Figure 9. Binding of L. lactis BirA1 to the bioY promoter region.

(A) Multiple sequence alignment of the predicted BirA-recognized palindromes localized in the bioY promoter regions Identical residues are in white letters with red background, similar residues are in red letters with white background, whereas non-conserved residues are in grey letters. Electrophoretic mobility shift assay (EMSA) of the binding of L. lactis BirA1 to the promoter regions of bioY from L. lactis (in Panel B) and the closely-related organism Streptococcus suis (in Panel D). (C) EMSA-based evidence that L. lactis BirA2 protein cannot bind to the promoter region of L. lactis bioY. The minus sign denotes no addition of either BirA1_{_LL} or BirA2_{_LL} protein, and the DIG-labeled probe shifted by BirA1_{_LL} protein is indicated with an arrow.
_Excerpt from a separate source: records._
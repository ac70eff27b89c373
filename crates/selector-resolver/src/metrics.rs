//! Candidate metrics reported by the in-page probe.

use serde::{Deserialize, Serialize};

/// One candidate element as observed in the page.
#[derive(Clone, Debug, Default, Serialize, Deserialize)]
pub struct CandidateMetrics {
    pub dom_path: String,
    #[serde(default)]
    pub visible: bool,
    #[serde(default)]
    pub clickable: bool,
    #[serde(default)]
    pub in_viewport: bool,
    #[serde(default)]
    pub text: String,
    #[serde(default)]
    pub aria_label: String,
    #[serde(default)]
    pub role: String,
    /// `[x, y, width, height]` in CSS pixels.
    #[serde(default)]
    pub bbox: [f64; 4],
    /// Position among the page's interactable elements in document order,
    /// or -1 when the candidate is not interactable.
    #[serde(default = "default_ordinal")]
    pub ordinal: i64,
}

fn default_ordinal() -> i64 {
    -1
}

impl CandidateMetrics {
    pub fn bbox_center(&self) -> (f64, f64) {
        (
            self.bbox[0] + self.bbox[2] / 2.0,
            self.bbox[1] + self.bbox[3] / 2.0,
        )
    }
}

/// Full probe response: the candidates one strategy collected, plus the
/// near-text anchor center when an anchor was requested and found.
#[derive(Clone, Debug, Default, Serialize, Deserialize)]
pub struct ProbeReport {
    #[serde(default)]
    pub candidates: Vec<CandidateMetrics>,
    #[serde(default)]
    pub anchor: Option<[f64; 2]>,
}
The concentrations of BirA1_{_LL} (BirA2_{_LL}) in the right four lanes of each panel were (from left to right) 3, 6, 9 and 12 pmol, respectively. The protein samples were incubated with 0.2 pmol of DIG-labeled probe in a total volume of 15 μl. To make biotinoyl-AMP, the ligand of BirA protein, 100 uM biotin plus 100 uM ATP was added into the gel shift system and incubated for ~1 hour. Designations LL and SS denote L. lactis and S. suis, respectively. BirA1_{_LL} and BirA2_{_LL} denote the two putative versions of L. lactis BirA protein, whereas bioY_{_LL} and bioY_{_SS} denote the bioY gene from L. lactis and S. suis, respectively. A representative graph from three independent gel shift assays is presented here. 7.5% native PAGE gels were used for the assays.